International honours
George Ruddick won caps for Wales (RL) while at Broughton Rangers 1908…1910 3-caps, and won caps for Great Britain (RL) while at Broughton Rangers in 1908 against New Zealand (2 matches), and on the 1910 Great Britain Lions tour of Australia and New Zealand against Australia and Australasia.

Championship final appearances
George Ruddick played in Broughton Rangers' victory in the Championship during the 1901–02 season.

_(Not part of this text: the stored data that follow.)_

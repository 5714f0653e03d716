use std::sync::Arc;
use std::time::Duration;

use chrono::FixedOffset;
use tokio::task::JoinHandle;

use super::printer::ReceiptPrinter;
use crate::error::AppError;
use crate::models::ReceiptRequest;
use crate::receipt::{
    BusinessIdentity, CashReport, CashReportBuilder, PreviewLine, PrinterSettings, ReceiptPreview,
};

/// Cash register report bound to the printer settings in effect when it was shown.
pub struct CashRegisterPrintView {
    request: ReceiptRequest,
    settings: PrinterSettings,
    identity: BusinessIdentity,
    offset: FixedOffset,
}

impl CashRegisterPrintView {
    pub fn new(
        request: ReceiptRequest,
        settings: PrinterSettings,
        identity: BusinessIdentity,
        offset: FixedOffset,
    ) -> Self {
        Self {
            request,
            settings,
            identity,
            offset,
        }
    }

    pub fn settings(&self) -> &PrinterSettings {
        &self.settings
    }

    pub fn report(&self) -> CashReport {
        CashReportBuilder::new(&self.identity, self.offset).build(
            &self.request.register,
            &self.request.summary,
            &self.request.entries,
        )
    }

    pub fn preview(&self) -> Vec<PreviewLine> {
        ReceiptPreview::render(&self.report())
    }

    pub async fn print(&self, printer: &ReceiptPrinter) -> Result<(), AppError> {
        printer.print(&self.report(), &self.settings).await
    }

    /// Schedules one automatic print after `delay`. Dropping the guard
    /// cancels it if it has not fired yet.
    pub fn mount(
        self: Arc<Self>,
        printer: Arc<ReceiptPrinter>,
        delay: Duration,
    ) -> AutoPrintGuard {
        let handle = tokio::spawn(async move {
            tokio::time::sleep(delay).await;
            if let Err(e) = self.print(&printer).await {
                log::warn!("Auto print failed: {}", e);
            }
        });
        AutoPrintGuard { handle }
    }
}

pub struct AutoPrintGuard {
    handle: JoinHandle<()>,
}

impl AutoPrintGuard {
    pub fn is_finished(&self) -> bool {
        self.handle.is_finished()
    }
}

impl Drop for AutoPrintGuard {
    fn drop(&mut self) {
        self.handle.abort();
    }
}

#[cfg(test)]
mod tests {
    use std::sync::Mutex;

    use super::*;
    use crate::locale::offset_from_minutes;
    use crate::receipt::fixtures;
    use crate::services::printer::tests::printer_with;
    use crate::services::printer::{PrintSurface, PrintWindow, SpoolSurface};

    #[derive(Default)]
    struct CountingSurface {
        opened: Arc<Mutex<Vec<String>>>,
    }

    struct NullWindow;

    impl PrintWindow for NullWindow {
        fn write(&mut self, _html: &str) -> Result<(), AppError> {
            Ok(())
        }
        fn finish(&mut self) -> Result<(), AppError> {
            Ok(())
        }
        fn print(&mut self) -> Result<(), AppError> {
            Ok(())
        }
        fn close(&mut self) {}
    }

    impl PrintSurface for CountingSurface {
        fn open(&self, title: &str) -> Result<Box<dyn PrintWindow>, AppError> {
            self.opened.lock().unwrap().push(title.to_string());
            Ok(Box::new(NullWindow))
        }
    }

    fn view() -> Arc<CashRegisterPrintView> {
        let request = ReceiptRequest {
            register: fixtures::register(false),
            summary: fixtures::summary(),
            entries: fixtures::entries(),
        };
        Arc::new(CashRegisterPrintView::new(
            request,
            PrinterSettings::default(),
            BusinessIdentity::default(),
            offset_from_minutes(-180),
        ))
    }

    fn counting_printer() -> (Arc<Mutex<Vec<String>>>, Arc<ReceiptPrinter>) {
        let surface = CountingSurface::default();
        let opened = surface.opened.clone();
        let (_notifier, printer) = printer_with(Arc::new(surface));
        (opened, Arc::new(printer))
    }

    #[test]
    fn test_report_and_preview() {
        let view = view();
        let report = view.report();
        assert_eq!(report.title, "Relatório de Caixa #55cc33ee");
        assert_eq!(report.session.closed_at, "Em aberto");
        assert!(view.preview().iter().any(|line| line.text.contains("Compra de gelo")));
    }

    #[tokio::test(start_paused = true)]
    async fn test_auto_print_fires_once_after_delay() {
        let (opened, printer) = counting_printer();
        let guard = view().mount(printer, Duration::from_millis(1000));

        tokio::time::sleep(Duration::from_millis(900)).await;
        assert!(opened.lock().unwrap().is_empty());

        tokio::time::sleep(Duration::from_secs(5)).await;
        assert_eq!(opened.lock().unwrap().len(), 1);
        assert!(guard.is_finished());
    }

    #[tokio::test(start_paused = true)]
    async fn test_teardown_cancels_pending_auto_print() {
        let (opened, printer) = counting_printer();
        let guard = view().mount(printer, Duration::from_millis(1000));
        drop(guard);

        tokio::time::sleep(Duration::from_secs(5)).await;
        assert!(opened.lock().unwrap().is_empty());
    }

    #[tokio::test(start_paused = true)]
    async fn test_teardown_during_settle_leaves_no_document() {
        let dir = tempfile::tempdir().unwrap();
        let surface = SpoolSurface::new(dir.path().to_path_buf(), None);
        let (_notifier, printer) = printer_with(Arc::new(surface));
        let guard = view().mount(Arc::new(printer), Duration::from_millis(1000));

        // Past the mount delay, inside the 500ms settle delay.
        tokio::time::sleep(Duration::from_millis(1200)).await;
        assert_eq!(std::fs::read_dir(dir.path()).unwrap().count(), 1);

        drop(guard);
        tokio::time::sleep(Duration::from_millis(10)).await;
        assert_eq!(std::fs::read_dir(dir.path()).unwrap().count(), 0);
    }

    #[tokio::test(start_paused = true)]
    async fn test_explicit_print_is_independent() {
        let (opened, printer) = counting_printer();
        let view = view();
        let _guard = view.clone().mount(printer.clone(), Duration::from_millis(1000));

        view.print(&printer).await.unwrap();
        tokio::time::sleep(Duration::from_secs(5)).await;
        assert_eq!(opened.lock().unwrap().len(), 2);
    }
}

Challenge Cup Final appearances
George Ruddick played as a forward, i.e. number 11, in Broughton Rangers' 25-0 victory over Salford in the 1902 Challenge Cup Final during the 1901–02 season at Athletic Grounds, Rochdale, and the 4-0 victory over Wigan in the 1911 Challenge Cup Final during the 1910–11 season at The Willows, Salford, in front of a crowd of 15,006.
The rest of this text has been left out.